**EXERCISE GOAL:** Among the lines below, restate word for word only those from the line with "an empty string." through the line with "pub name: &'static", with both end lines kept.

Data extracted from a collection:
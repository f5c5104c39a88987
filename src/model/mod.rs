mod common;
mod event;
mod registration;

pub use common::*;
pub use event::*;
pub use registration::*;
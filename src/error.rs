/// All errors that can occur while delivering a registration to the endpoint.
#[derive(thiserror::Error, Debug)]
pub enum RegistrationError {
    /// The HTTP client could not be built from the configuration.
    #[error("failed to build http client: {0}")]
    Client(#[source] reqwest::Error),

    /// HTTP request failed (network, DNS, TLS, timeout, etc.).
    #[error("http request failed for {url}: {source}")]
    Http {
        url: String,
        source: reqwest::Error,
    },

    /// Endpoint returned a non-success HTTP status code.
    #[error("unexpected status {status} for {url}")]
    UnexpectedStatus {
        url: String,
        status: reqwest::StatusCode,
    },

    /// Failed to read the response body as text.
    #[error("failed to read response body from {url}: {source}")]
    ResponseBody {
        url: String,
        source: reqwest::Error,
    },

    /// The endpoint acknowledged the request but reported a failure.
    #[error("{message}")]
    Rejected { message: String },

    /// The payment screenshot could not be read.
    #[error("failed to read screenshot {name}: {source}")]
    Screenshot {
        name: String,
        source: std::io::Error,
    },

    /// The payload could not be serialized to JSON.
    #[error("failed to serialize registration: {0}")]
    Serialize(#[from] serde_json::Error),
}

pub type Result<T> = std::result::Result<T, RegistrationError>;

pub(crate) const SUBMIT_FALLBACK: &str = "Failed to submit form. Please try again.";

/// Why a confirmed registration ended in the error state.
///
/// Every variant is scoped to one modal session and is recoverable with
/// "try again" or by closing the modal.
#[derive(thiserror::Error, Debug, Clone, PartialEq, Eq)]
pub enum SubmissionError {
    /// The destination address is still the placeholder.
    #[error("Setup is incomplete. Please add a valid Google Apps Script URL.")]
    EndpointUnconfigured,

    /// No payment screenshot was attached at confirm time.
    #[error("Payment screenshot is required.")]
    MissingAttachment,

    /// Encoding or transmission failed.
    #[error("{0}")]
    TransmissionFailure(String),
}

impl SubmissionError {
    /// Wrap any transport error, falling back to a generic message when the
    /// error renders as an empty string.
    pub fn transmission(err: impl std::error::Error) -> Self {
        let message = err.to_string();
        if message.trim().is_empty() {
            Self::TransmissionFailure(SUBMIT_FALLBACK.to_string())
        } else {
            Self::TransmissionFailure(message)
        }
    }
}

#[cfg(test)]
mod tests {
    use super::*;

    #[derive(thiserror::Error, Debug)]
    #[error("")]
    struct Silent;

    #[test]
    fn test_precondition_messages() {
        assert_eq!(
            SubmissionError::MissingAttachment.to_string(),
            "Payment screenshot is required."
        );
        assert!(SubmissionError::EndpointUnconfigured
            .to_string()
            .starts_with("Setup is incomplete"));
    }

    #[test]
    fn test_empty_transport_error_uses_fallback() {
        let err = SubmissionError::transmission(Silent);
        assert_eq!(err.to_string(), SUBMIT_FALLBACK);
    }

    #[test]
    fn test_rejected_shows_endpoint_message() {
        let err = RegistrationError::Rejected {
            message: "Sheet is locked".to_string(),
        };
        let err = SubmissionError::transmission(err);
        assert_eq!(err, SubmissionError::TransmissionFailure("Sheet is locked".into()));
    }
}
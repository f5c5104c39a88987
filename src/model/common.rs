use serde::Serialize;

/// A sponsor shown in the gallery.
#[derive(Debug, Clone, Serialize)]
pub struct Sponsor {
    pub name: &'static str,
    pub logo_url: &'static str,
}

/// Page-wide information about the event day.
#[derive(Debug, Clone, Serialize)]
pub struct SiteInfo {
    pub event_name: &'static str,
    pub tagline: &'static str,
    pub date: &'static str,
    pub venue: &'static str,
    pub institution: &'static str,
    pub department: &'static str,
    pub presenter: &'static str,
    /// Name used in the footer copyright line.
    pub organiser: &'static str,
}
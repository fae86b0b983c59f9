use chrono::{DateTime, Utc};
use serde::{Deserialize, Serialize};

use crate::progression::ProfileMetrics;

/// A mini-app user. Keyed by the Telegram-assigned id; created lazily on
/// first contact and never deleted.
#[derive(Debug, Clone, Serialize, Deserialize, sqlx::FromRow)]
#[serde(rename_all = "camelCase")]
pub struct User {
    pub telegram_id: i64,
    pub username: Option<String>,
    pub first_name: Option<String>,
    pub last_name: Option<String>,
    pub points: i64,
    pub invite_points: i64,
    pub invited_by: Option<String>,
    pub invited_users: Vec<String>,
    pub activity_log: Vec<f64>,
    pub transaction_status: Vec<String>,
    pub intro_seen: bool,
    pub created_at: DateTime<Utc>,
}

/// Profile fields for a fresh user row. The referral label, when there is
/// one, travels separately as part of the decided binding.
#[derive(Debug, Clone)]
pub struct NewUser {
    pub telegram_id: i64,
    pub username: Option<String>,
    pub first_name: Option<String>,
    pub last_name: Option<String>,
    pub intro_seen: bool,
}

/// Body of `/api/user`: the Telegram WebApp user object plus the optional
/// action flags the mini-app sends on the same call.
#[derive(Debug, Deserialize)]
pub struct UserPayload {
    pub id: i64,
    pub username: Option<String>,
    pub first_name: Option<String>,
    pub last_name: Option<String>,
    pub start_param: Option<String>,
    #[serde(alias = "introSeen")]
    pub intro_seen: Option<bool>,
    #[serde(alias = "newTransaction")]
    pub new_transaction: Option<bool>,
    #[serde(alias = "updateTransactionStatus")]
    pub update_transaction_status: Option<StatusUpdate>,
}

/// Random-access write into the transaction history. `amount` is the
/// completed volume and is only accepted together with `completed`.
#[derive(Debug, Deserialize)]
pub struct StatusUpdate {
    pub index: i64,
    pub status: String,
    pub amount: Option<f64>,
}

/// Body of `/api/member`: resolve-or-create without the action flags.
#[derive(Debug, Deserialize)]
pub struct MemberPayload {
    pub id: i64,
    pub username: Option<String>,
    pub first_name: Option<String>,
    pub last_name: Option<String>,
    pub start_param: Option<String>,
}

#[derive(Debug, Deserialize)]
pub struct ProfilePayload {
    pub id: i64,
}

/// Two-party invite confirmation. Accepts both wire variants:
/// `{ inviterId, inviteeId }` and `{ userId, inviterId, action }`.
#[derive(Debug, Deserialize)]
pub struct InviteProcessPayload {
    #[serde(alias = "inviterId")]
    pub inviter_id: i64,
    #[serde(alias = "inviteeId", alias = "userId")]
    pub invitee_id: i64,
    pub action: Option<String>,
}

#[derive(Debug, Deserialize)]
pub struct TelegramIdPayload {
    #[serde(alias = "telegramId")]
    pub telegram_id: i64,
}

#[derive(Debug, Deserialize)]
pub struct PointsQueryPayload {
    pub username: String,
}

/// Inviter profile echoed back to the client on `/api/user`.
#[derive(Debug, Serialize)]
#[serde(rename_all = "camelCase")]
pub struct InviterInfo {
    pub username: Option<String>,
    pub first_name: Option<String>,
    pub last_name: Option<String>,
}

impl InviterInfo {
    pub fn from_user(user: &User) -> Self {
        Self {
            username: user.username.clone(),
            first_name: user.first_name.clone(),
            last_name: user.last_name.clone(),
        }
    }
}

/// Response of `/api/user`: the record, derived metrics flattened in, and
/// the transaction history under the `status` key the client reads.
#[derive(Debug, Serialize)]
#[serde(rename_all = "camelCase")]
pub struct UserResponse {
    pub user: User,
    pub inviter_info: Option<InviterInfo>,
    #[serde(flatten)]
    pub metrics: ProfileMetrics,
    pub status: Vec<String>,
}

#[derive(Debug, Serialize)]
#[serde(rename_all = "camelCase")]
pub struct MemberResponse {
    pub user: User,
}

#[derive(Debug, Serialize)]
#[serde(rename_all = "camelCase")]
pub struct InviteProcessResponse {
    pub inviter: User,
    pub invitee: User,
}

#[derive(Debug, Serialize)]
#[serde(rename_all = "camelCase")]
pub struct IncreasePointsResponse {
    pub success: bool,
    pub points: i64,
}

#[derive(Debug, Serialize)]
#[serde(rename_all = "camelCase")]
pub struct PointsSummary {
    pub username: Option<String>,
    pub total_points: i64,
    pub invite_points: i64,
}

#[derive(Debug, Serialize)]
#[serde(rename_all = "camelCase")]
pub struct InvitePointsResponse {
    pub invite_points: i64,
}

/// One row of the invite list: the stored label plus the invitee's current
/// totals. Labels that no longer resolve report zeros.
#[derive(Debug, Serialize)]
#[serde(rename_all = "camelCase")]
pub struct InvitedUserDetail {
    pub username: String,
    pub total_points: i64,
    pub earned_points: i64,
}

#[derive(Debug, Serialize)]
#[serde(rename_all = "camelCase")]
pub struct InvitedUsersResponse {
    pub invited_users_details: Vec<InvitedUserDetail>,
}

==

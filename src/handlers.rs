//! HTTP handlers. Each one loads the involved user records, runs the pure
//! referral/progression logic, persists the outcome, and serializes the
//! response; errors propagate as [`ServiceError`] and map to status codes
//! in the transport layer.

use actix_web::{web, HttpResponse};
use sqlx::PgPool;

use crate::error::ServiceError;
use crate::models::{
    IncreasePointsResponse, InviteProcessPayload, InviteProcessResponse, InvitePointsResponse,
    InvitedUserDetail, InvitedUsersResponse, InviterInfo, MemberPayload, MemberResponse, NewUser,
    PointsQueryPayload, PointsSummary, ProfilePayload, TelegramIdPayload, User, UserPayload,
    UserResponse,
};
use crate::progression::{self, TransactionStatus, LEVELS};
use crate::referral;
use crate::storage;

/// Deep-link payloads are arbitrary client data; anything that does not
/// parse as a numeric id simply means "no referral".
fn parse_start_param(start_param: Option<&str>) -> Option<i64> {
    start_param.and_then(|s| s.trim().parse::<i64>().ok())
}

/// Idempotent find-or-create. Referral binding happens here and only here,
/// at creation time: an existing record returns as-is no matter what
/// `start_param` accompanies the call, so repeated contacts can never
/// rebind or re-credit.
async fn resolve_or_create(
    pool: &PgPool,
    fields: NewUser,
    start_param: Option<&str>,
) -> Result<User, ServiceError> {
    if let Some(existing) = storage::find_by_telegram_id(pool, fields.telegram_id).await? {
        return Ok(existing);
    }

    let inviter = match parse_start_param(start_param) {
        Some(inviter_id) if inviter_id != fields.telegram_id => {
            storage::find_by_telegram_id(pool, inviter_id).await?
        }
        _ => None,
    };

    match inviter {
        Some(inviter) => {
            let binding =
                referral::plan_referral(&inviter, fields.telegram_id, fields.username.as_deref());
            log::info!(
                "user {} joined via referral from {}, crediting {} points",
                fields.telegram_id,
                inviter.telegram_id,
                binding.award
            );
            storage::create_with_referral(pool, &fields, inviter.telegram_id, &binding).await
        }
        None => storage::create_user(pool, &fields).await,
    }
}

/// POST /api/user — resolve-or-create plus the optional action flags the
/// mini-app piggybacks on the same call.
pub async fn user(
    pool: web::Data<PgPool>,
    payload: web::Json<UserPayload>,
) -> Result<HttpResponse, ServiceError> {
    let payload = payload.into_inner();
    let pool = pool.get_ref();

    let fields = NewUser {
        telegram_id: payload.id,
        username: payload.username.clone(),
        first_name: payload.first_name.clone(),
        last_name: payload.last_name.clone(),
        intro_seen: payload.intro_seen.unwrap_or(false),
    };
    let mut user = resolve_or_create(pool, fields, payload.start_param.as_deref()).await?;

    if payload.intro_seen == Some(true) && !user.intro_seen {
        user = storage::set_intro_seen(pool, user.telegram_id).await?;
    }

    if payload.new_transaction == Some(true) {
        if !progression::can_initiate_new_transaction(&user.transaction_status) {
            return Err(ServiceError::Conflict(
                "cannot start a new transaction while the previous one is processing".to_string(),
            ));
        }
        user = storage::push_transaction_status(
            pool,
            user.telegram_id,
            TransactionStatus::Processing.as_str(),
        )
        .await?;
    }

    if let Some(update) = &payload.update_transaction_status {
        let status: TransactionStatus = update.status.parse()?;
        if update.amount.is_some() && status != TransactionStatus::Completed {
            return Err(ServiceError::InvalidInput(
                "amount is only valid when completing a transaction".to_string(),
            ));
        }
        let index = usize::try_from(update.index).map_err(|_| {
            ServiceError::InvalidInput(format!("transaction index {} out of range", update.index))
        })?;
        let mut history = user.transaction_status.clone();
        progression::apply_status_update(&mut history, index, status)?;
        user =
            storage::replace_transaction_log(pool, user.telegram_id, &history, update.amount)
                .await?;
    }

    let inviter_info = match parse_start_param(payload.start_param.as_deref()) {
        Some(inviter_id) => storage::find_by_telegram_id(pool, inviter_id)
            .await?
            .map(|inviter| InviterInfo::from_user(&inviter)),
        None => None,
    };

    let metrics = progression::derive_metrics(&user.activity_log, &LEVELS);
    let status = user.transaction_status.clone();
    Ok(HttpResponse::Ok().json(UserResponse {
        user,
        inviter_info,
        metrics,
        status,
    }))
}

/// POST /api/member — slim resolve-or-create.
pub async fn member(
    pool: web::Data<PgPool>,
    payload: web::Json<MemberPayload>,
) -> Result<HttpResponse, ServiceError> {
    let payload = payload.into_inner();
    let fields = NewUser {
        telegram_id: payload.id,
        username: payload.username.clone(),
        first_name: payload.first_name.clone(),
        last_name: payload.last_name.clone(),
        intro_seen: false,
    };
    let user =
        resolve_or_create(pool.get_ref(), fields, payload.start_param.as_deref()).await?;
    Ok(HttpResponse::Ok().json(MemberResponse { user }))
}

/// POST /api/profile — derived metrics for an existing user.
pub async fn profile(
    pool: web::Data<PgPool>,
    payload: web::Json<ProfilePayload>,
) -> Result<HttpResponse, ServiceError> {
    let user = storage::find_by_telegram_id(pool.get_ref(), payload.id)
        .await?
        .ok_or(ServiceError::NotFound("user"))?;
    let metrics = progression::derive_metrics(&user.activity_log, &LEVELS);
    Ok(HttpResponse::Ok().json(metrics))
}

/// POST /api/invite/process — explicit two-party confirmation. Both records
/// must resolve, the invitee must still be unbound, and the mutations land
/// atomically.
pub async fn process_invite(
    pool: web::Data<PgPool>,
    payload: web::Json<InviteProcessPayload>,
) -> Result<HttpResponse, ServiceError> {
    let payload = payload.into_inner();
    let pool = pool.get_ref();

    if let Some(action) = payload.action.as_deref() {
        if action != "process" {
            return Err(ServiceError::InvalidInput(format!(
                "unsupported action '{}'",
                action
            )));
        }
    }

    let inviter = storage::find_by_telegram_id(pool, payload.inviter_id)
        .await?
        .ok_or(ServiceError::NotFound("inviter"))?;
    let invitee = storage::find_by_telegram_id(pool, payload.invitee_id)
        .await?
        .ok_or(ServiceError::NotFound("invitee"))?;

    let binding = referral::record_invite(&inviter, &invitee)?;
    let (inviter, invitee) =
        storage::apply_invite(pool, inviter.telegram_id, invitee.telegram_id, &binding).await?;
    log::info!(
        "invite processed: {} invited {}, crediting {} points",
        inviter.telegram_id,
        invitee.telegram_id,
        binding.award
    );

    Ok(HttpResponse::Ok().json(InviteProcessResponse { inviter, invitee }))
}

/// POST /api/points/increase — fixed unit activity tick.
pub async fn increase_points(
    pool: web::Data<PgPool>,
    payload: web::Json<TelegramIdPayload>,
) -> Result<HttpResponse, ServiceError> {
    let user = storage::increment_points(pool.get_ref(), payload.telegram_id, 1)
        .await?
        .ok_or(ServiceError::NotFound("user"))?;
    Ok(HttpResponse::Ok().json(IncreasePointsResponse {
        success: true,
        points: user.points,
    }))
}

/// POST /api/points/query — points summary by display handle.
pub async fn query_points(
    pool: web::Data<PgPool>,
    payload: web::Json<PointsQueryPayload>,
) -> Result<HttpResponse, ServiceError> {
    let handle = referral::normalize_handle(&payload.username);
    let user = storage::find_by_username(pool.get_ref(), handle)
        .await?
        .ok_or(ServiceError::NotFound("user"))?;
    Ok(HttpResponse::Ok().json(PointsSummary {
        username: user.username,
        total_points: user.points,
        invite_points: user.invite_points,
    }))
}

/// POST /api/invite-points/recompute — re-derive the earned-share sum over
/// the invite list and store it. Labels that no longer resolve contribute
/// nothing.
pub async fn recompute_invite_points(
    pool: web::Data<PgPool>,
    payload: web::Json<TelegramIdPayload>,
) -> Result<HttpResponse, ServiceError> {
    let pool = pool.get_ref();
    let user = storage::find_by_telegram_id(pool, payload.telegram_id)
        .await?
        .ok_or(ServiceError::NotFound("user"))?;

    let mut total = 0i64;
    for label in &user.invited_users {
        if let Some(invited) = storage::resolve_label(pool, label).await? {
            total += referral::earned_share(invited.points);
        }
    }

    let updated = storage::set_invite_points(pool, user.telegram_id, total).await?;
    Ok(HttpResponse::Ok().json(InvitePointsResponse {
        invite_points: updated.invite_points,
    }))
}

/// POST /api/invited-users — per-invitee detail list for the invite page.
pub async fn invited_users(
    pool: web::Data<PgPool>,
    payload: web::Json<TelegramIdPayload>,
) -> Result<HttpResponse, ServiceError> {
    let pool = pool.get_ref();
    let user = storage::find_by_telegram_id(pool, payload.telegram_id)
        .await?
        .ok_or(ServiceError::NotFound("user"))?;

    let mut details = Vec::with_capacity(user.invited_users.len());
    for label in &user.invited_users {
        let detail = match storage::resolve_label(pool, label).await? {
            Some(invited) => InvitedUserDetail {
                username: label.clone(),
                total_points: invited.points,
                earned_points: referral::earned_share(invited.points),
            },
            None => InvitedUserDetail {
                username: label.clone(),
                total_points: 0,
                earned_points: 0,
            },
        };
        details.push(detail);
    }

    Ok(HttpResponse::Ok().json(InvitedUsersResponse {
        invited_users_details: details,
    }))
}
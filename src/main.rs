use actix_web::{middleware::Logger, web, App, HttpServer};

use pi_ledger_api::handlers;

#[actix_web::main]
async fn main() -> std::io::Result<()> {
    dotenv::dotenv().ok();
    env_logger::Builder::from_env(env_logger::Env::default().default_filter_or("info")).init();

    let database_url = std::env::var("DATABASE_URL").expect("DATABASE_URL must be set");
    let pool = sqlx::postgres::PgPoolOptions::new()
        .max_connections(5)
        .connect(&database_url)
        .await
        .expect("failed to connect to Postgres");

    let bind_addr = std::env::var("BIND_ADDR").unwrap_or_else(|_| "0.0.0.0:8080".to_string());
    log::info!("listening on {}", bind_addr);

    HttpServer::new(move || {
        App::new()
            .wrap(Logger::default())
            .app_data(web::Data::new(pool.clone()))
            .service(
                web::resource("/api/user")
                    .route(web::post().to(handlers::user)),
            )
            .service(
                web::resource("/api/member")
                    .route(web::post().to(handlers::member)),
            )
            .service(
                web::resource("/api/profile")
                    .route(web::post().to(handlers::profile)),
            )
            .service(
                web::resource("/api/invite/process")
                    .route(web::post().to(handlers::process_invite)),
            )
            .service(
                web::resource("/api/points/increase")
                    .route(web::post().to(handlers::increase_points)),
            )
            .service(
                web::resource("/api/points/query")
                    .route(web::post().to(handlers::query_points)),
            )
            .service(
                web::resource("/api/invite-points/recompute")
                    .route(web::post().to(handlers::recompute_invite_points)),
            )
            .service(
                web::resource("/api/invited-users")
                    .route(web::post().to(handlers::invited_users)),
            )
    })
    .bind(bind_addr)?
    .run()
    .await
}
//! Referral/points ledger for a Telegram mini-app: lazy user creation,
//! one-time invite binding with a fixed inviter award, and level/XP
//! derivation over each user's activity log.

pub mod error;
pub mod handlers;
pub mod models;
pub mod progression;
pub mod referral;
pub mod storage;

==

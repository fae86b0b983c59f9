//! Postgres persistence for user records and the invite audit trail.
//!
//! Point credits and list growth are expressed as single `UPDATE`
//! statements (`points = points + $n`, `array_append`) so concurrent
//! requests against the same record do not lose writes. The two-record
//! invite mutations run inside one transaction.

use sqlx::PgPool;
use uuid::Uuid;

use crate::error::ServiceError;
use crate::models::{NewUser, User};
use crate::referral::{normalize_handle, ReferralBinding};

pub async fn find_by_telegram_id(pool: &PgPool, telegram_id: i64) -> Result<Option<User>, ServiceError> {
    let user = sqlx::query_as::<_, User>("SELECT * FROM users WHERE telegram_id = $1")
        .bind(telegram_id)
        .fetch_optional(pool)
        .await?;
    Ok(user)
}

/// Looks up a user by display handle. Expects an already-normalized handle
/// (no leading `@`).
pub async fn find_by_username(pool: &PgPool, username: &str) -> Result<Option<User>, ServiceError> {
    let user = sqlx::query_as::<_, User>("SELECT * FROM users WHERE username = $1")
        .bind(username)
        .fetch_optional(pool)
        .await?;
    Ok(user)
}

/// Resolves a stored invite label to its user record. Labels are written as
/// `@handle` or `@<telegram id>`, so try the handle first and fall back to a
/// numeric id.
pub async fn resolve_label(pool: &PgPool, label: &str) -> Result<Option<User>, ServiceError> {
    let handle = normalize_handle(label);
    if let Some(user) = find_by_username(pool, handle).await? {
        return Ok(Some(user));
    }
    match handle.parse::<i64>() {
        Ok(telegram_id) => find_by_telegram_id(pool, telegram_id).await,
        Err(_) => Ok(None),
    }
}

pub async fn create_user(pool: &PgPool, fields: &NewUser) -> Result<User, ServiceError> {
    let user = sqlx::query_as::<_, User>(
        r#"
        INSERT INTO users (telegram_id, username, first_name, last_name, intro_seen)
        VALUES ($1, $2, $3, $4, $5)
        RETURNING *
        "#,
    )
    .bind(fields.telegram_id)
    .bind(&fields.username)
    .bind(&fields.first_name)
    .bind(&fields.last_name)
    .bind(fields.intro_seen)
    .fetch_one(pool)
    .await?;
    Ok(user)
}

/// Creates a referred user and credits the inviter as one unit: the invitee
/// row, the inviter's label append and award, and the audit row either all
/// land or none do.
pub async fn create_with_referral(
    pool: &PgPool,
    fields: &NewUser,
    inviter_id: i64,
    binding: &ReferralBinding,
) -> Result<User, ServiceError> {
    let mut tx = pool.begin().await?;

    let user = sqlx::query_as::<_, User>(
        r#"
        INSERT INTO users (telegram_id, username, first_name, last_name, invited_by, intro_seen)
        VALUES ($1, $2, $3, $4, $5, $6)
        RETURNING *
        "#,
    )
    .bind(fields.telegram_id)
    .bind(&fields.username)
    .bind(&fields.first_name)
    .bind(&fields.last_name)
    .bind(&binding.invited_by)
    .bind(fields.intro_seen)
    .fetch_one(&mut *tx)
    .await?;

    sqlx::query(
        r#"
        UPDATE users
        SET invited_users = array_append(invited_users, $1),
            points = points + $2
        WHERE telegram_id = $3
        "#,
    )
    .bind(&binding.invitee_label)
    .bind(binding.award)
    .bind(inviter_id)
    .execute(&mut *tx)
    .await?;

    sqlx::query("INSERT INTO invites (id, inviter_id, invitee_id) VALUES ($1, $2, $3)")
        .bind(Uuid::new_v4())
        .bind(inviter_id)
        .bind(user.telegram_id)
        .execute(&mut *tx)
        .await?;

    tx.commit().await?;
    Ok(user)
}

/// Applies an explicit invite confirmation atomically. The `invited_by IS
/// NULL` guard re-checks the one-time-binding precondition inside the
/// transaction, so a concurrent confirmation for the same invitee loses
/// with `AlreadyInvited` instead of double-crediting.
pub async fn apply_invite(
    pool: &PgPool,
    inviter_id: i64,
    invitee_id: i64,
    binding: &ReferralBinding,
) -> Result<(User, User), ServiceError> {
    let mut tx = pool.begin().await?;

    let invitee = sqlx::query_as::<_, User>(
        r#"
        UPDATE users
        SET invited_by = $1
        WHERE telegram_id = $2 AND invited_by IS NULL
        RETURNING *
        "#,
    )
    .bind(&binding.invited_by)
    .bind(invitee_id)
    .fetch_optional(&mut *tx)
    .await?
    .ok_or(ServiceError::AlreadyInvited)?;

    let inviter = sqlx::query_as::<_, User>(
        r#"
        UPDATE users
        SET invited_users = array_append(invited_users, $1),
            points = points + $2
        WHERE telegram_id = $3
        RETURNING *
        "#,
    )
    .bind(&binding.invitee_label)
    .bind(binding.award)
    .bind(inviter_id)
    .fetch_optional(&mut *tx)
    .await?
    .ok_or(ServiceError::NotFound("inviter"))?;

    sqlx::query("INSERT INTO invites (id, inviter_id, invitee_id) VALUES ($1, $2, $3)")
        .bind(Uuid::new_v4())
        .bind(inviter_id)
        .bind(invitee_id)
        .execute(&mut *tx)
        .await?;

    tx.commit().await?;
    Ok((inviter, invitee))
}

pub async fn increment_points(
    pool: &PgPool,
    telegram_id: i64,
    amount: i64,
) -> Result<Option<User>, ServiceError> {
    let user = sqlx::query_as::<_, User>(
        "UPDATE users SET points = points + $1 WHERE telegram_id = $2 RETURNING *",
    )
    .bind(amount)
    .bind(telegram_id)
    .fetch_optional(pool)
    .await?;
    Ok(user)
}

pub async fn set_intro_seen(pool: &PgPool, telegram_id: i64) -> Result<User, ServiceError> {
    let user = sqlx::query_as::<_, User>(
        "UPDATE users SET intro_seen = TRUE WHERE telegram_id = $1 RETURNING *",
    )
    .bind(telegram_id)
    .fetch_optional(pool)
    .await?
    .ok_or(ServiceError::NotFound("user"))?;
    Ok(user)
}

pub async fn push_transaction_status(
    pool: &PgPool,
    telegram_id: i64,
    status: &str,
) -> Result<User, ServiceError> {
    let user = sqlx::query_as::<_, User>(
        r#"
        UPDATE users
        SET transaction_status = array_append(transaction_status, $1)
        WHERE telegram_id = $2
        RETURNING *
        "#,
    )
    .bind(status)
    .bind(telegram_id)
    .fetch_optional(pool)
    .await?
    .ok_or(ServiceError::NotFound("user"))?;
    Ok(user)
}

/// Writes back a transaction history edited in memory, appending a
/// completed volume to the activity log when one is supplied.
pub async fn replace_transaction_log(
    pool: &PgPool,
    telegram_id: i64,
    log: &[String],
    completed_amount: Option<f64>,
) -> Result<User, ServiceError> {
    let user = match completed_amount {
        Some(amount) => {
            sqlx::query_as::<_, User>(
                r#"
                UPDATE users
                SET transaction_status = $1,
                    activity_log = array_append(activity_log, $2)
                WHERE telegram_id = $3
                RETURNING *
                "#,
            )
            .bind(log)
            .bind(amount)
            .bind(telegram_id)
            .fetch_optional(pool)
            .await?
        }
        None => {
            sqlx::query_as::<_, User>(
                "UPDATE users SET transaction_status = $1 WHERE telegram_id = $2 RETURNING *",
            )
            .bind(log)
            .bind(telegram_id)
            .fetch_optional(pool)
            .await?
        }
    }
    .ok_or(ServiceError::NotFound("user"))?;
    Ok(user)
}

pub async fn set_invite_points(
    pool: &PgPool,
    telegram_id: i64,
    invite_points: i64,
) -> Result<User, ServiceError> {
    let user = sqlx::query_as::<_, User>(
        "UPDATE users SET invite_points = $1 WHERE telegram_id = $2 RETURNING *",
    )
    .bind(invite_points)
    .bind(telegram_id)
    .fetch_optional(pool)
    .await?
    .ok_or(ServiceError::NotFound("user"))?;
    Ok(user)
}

**OUTPUT FOR THIS EXERCISE:**
    /// error renders as an empty string.
    pub fn transmission(err: impl std::error::Error) -> Self {
        let message = err.to_string();
        if message.trim().is_empty() {
            Self::TransmissionFailure(SUBMIT_FALLBACK.to_string())
        } else {
            Self::TransmissionFailure(message)
        }
    }
}

#[cfg(test)]
mod tests {
    use super::*;

    #[derive(thiserror::Error, Debug)]
    #[error("")]
    struct Silent;

    #[test]
    fn test_precondition_messages() {
        assert_eq!(
            SubmissionError::MissingAttachment.to_string(),
            "Payment screenshot is required."
        );
        assert!(SubmissionError::EndpointUnconfigured
            .to_string()
            .starts_with("Setup is incomplete"));
    }

    #[test]
    fn test_empty_transport_error_uses_fallback() {
        let err = SubmissionError::transmission(Silent);
        assert_eq!(err.to_string(), SUBMIT_FALLBACK);
    }

    #[test]
    fn test_rejected_shows_endpoint_message() {
        let err = RegistrationError::Rejected {
            message: "Sheet is locked".to_string(),
        };
        let err = SubmissionError::transmission(err);
        assert_eq!(err, SubmissionError::TransmissionFailure("Sheet is locked".into()));
    }
}
repository f5c5104c39a88987
filename src/model/common.rs
use serde::Serialize;

/// A sponsor shown in the gallery.
#[derive(Debug, Clone, Serialize)]
pub struct Sponsor {
    pub name: &'static str,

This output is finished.